What is being asked. The required output is the complete data, repeated without alteration.

Excerpted data.

=== Section Start ===

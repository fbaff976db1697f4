//! Download files over HTTP(S) on behalf of MCP clients and keep a ledger of
//! every saved path.

pub mod cli;
pub mod downloader;
pub mod error;
pub mod ledger;
pub mod models;
pub mod server;

pub use downloader::Downloader;
pub use error::{ErrorKind, FetchError, LedgerError, ToolError};
pub use ledger::Ledger;
pub use models::{DownloadTarget, Progress};
pub use server::McpServer;
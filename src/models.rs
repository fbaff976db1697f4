use std::path::PathBuf;

#[derive(Debug, Clone, PartialEq, Eq)]
pub struct DownloadTarget {
    pub url: String,
    pub save_dir: String,
    pub filename: String,
}

impl DownloadTarget {
    pub fn new(
        url: impl Into<String>,
        save_dir: impl Into<String>,
        filename: impl Into<String>,
    ) -> Self {
        Self {
            url: url.into(),
            save_dir: save_dir.into(),
            filename: filename.into(),
        }
    }

    /// Local path the body is written to.
    pub fn target_path(&self) -> PathBuf {
        PathBuf::from(&self.save_dir).join(&self.filename)
    }
}

/// Reported to a progress sink after every chunk written.
///
/// `total` is the declared content length, `None` when the server omitted it.
#[derive(Debug, Clone, Copy, PartialEq, Eq)]
pub struct Progress {
    pub written: u64,
    pub total: Option<u64>,
}

#[cfg(test)]
mod tests {
    use super::*;
    use std::path::Path;

    #[test]
    fn target_path_joins_dir_and_filename() {
        let target = DownloadTarget::new("https://example.com/a.mp4", "/tmp/videos", "a.mp4");
        assert_eq!(target.target_path(), Path::new("/tmp/videos/a.mp4"));
    }
}
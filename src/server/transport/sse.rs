//! HTTP transport: a server-sent event stream per client plus a POST endpoint
//! for client messages.
//!
//! `GET /sse` opens a session. Its first event, `endpoint`, carries the URL
//! the client posts JSON-RPC messages to (`/message?sessionId=<id>`).
//! Responses are delivered on the session's stream as `message` events.

use crate::server::McpServer;
use crate::server::protocol::JsonRpcResponse;
use anyhow::{Context, Result};
use axum::Router;
use axum::extract::{Query, State};
use axum::http::StatusCode;
use axum::response::sse::{Event, KeepAlive, Sse};
use axum::response::{IntoResponse, Response};
use axum::routing::{get, post};
use futures::stream::{self, Stream, StreamExt};
use serde::Deserialize;
use std::collections::HashMap;
use std::convert::Infallible;
use std::sync::{Arc, Mutex, PoisonError};
use std::time::Duration;
use tokio::net::TcpListener;
use tokio::sync::mpsc;
use tokio_util::sync::CancellationToken;
use tracing::{debug, info, warn};
use uuid::Uuid;

pub const SSE_PATH: &str = "/sse";
pub const MESSAGE_PATH: &str = "/message";

type Sessions = Arc<Mutex<HashMap<String, mpsc::Sender<JsonRpcResponse>>>>;

#[derive(Clone)]
struct SseState {
    server: Arc<McpServer>,
    sessions: Sessions,
    shutdown: CancellationToken,
}

#[derive(Debug, Deserialize)]
struct SessionQuery {
    #[serde(rename = "sessionId")]
    session_id: String,
}

/// Removes its session from the map when the client's stream is dropped.
struct SessionGuard {
    id: String,
    sessions: Sessions,
}

impl Drop for SessionGuard {
    fn drop(&mut self) {
        self.sessions
            .lock()
            .unwrap_or_else(PoisonError::into_inner)
            .remove(&self.id);
        debug!(session = %self.id, "sse session closed");
    }
}

pub fn router(server: Arc<McpServer>, shutdown: CancellationToken) -> Router {
    let state = SseState {
        server,
        sessions: Arc::default(),
        shutdown,
    };

    Router::new()
        .route(SSE_PATH, get(open_session))
        .route(MESSAGE_PATH, post(post_message))
        .with_state(state)
}

pub async fn serve(server: Arc<McpServer>, port: u16, shutdown: CancellationToken) -> Result<()> {
    let listener = TcpListener::bind(("0.0.0.0", port))
        .await
        .with_context(|| format!("failed to bind SSE listener on port {port}"))?;

    serve_listener(server, listener, shutdown).await
}

/// Serves until `shutdown` is cancelled. Open event streams end on shutdown,
/// so the graceful drain does not wait on idle clients.
pub async fn serve_listener(
    server: Arc<McpServer>,
    listener: TcpListener,
    shutdown: CancellationToken,
) -> Result<()> {
    let addr = listener.local_addr().context("failed to read listener address")?;
    info!(%addr, "sse transport listening");

    let app = router(server, shutdown.clone());
    axum::serve(listener, app)
        .with_graceful_shutdown(async move { shutdown.cancelled().await })
        .await
        .context("sse server error")
}

async fn open_session(
    State(state): State<SseState>,
) -> Sse<impl Stream<Item = Result<Event, Infallible>>> {
    let id = Uuid::new_v4().to_string();
    let (tx, rx) = mpsc::channel::<JsonRpcResponse>(64);

    state
        .sessions
        .lock()
        .unwrap_or_else(PoisonError::into_inner)
        .insert(id.clone(), tx);
    debug!(session = %id, "sse session opened");

    let endpoint = Event::default()
        .event("endpoint")
        .data(format!("{MESSAGE_PATH}?sessionId={id}"));

    let guard = SessionGuard {
        id,
        sessions: Arc::clone(&state.sessions),
    };
    let responses = stream::unfold(
        (rx, guard, state.shutdown),
        |(mut rx, guard, shutdown)| async move {
            let response = tokio::select! {
                _ = shutdown.cancelled() => None,
                response = rx.recv() => response,
            }?;
            Some((
                Ok::<_, Infallible>(message_event(&response)),
                (rx, guard, shutdown),
            ))
        },
    );

    let stream = stream::once(async move { Ok::<_, Infallible>(endpoint) }).chain(responses);

    Sse::new(stream).keep_alive(
        KeepAlive::new()
            .interval(Duration::from_secs(30))
            .text("ping"),
    )
}

async fn post_message(
    State(state): State<SseState>,
    Query(query): Query<SessionQuery>,
    body: String,
) -> Response {
    let sender = state
        .sessions
        .lock()
        .unwrap_or_else(PoisonError::into_inner)
        .get(&query.session_id)
        .cloned();
    let Some(sender) = sender else {
        return (StatusCode::NOT_FOUND, "session not found").into_response();
    };

    let server = Arc::clone(&state.server);
    let cancel = state.shutdown.child_token();
    tokio::spawn(async move {
        if let Some(response) = server.handle_message(&body, &cancel).await {
            if sender.send(response).await.is_err() {
                debug!("sse client disconnected before response");
            }
        }
    });

    StatusCode::ACCEPTED.into_response()
}

fn message_event(response: &JsonRpcResponse) -> Event {
    Event::default()
        .event("message")
        .json_data(response)
        .unwrap_or_else(|err| {
            warn!(error = %err, "failed to encode response event");
            Event::default().comment("encode error")
        })
}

=== Section End ===

Task output.
repository fbaff976db1697f4
//! Download files over HTTP(S) on behalf of MCP clients and keep a ledger of
//! every saved path.

pub mod cli;
pub mod downloader;
pub mod error;
pub mod ledger;
pub mod models;
pub mod server;

pub use downloader::Downloader;
pub use error::{ErrorKind, FetchError, LedgerError, ToolError};
pub use ledger::Ledger;
pub use models::{DownloadTarget, Progress};
pub use server::McpServer;
filename src/models.rs
repository fbaff976db1697f4
use std::path::PathBuf;

#[derive(Debug, Clone, PartialEq, Eq)]
pub struct DownloadTarget {
    pub url: String,
    pub save_dir: String,
    pub filename: String,
}

impl DownloadTarget {
    pub fn new(
        url: impl Into<String>,
        save_dir: impl Into<String>,
        filename: impl Into<String>,
    ) -> Self {
        Self {
            url: url.into(),
            save_dir: save_dir.into(),
            filename: filename.into(),
        }
    }

    /// Local path the body is written to.
    pub fn target_path(&self) -> PathBuf {
        PathBuf::from(&self.save_dir).join(&self.filename)
    }
}

/// Reported to a progress sink after every chunk written.
///
/// `total` is the declared content length, `None` when the server omitted it.
#[derive(Debug, Clone, Copy, PartialEq, Eq)]
pub struct Progress {
    pub written: u64,
    pub total: Option<u64>,
}

#[cfg(test)]
mod tests {
    use super::*;
    use std::path::Path;

    #[test]
    fn target_path_joins_dir_and_filename() {
        let target = DownloadTarget::new("https://example.com/a.mp4", "/tmp/videos", "a.mp4");
        assert_eq!(target.target_path(), Path::new("/tmp/videos/a.mp4"));
    }
}
filename src/server/transport/sse.rs
//! HTTP transport: a server-sent event stream per client plus a POST endpoint
//! for client messages.
//!
//! `GET /sse` opens a session. Its first event, `endpoint`, carries the URL
//! the client posts JSON-RPC messages to (`/message?sessionId=<id>`).
//! Responses are delivered on the session's stream as `message` events.

use crate::server::McpServer;
use crate::server::protocol::JsonRpcResponse;
use anyhow::{Context, Result};
use axum::Router;
use axum::extract::{Query, State};
use axum::http::StatusCode;
use axum::response::sse::{Event, KeepAlive, Sse};
use axum::response::{IntoResponse, Response};
use axum::routing::{get, post};
use futures::stream::{self, Stream, StreamExt};
use serde::Deserialize;
use std::collections::HashMap;
use std::convert::Infallible;
use std::sync::{Arc, Mutex, PoisonError};
use std::time::Duration;
use tokio::net::TcpListener;
use tokio::sync::mpsc;
use tokio_util::sync::CancellationToken;
use tracing::{debug, info, warn};
use uuid::Uuid;

pub const SSE_PATH: &str = "/sse";
pub const MESSAGE_PATH: &str = "/message";

type Sessions = Arc<Mutex<HashMap<String, mpsc::Sender<JsonRpcResponse>>>>;

#[derive(Clone)]
struct SseState {
    server: Arc<McpServer>,
    sessions: Sessions,
    shutdown: CancellationToken,
}

#[derive(Debug, Deserialize)]
struct SessionQuery {
    #[serde(rename = "sessionId")]
    session_id: String,
}

/// Removes its session from the map when the client's stream is dropped.
struct SessionGuard {
    id: String,
    sessions: Sessions,
}

impl Drop for SessionGuard {
    fn drop(&mut self) {
        self.sessions
            .lock()
            .unwrap_or_else(PoisonError::into_inner)
            .remove(&self.id);
        debug!(session = %self.id, "sse session closed");
    }
}

pub fn router(server: Arc<McpServer>, shutdown: CancellationToken) -> Router {
    let state = SseState {
        server,
        sessions: Arc::default(),
        shutdown,
    };

    Router::new()
        .route(SSE_PATH, get(open_session))
        .route(MESSAGE_PATH, post(post_message))
        .with_state(state)
}

pub async fn serve(server: Arc<McpServer>, port: u16, shutdown: CancellationToken) -> Result<()> {
    let listener = TcpListener::bind(("0.0.0.0", port))
        .await
        .with_context(|| format!("failed to bind SSE listener on port {port}"))?;

    serve_listener(server, listener, shutdown).await
}

/// Serves until `shutdown` is cancelled. Open event streams end on shutdown,
/// so the graceful drain does not wait on idle clients.
pub async fn serve_listener(
    server: Arc<McpServer>,
    listener: TcpListener,
    shutdown: CancellationToken,
) -> Result<()> {
    let addr = listener.local_addr().context("failed to read listener address")?;
    info!(%addr, "sse transport listening");

    let app = router(server, shutdown.clone());
    axum::serve(listener, app)
        .with_graceful_shutdown(async move { shutdown.cancelled().await })
        .await
        .context("sse server error")
}

async fn open_session(
    State(state): State<SseState>,
) -> Sse<impl Stream<Item = Result<Event, Infallible>>> {
    let id = Uuid::new_v4().to_string();
    let (tx, rx) = mpsc::channel::<JsonRpcResponse>(64);

    state
        .sessions
        .lock()
        .unwrap_or_else(PoisonError::into_inner)
        .insert(id.clone(), tx);
    debug!(session = %id, "sse session opened");

    let endpoint = Event::default()
        .event("endpoint")
        .data(format!("{MESSAGE_PATH}?sessionId={id}"));

    let guard = SessionGuard {
        id,
        sessions: Arc::clone(&state.sessions),
    };
    let responses = stream::unfold(
        (rx, guard, state.shutdown),
        |(mut rx, guard, shutdown)| async move {
            let response = tokio::select! {
                _ = shutdown.cancelled() => None,
                response = rx.recv() => response,
            }?;
            Some((
                Ok::<_, Infallible>(message_event(&response)),
                (rx, guard, shutdown),
            ))
        },
    );

    let stream = stream::once(async move { Ok::<_, Infallible>(endpoint) }).chain(responses);

    Sse::new(stream).keep_alive(
        KeepAlive::new()
            .interval(Duration::from_secs(30))
            .text("ping"),
    )
}

async fn post_message(
    State(state): State<SseState>,
    Query(query): Query<SessionQuery>,
    body: String,
) -> Response {
    let sender = state
        .sessions
        .lock()
        .unwrap_or_else(PoisonError::into_inner)
        .get(&query.session_id)
        .cloned();
    let Some(sender) = sender else {
        return (StatusCode::NOT_FOUND, "session not found").into_response();
    };

    let server = Arc::clone(&state.server);
    let cancel = state.shutdown.child_token();
    tokio::spawn(async move {
        if let Some(response) = server.handle_message(&body, &cancel).await {
            if sender.send(response).await.is_err() {
                debug!("sse client disconnected before response");
            }
        }
    });

    StatusCode::ACCEPTED.into_response()
}

fn message_event(response: &JsonRpcResponse) -> Event {
    Event::default()
        .event("message")
        .json_data(response)
        .unwrap_or_else(|err| {
            warn!(error = %err, "failed to encode response event");
            Event::default().comment("encode error")
        })
}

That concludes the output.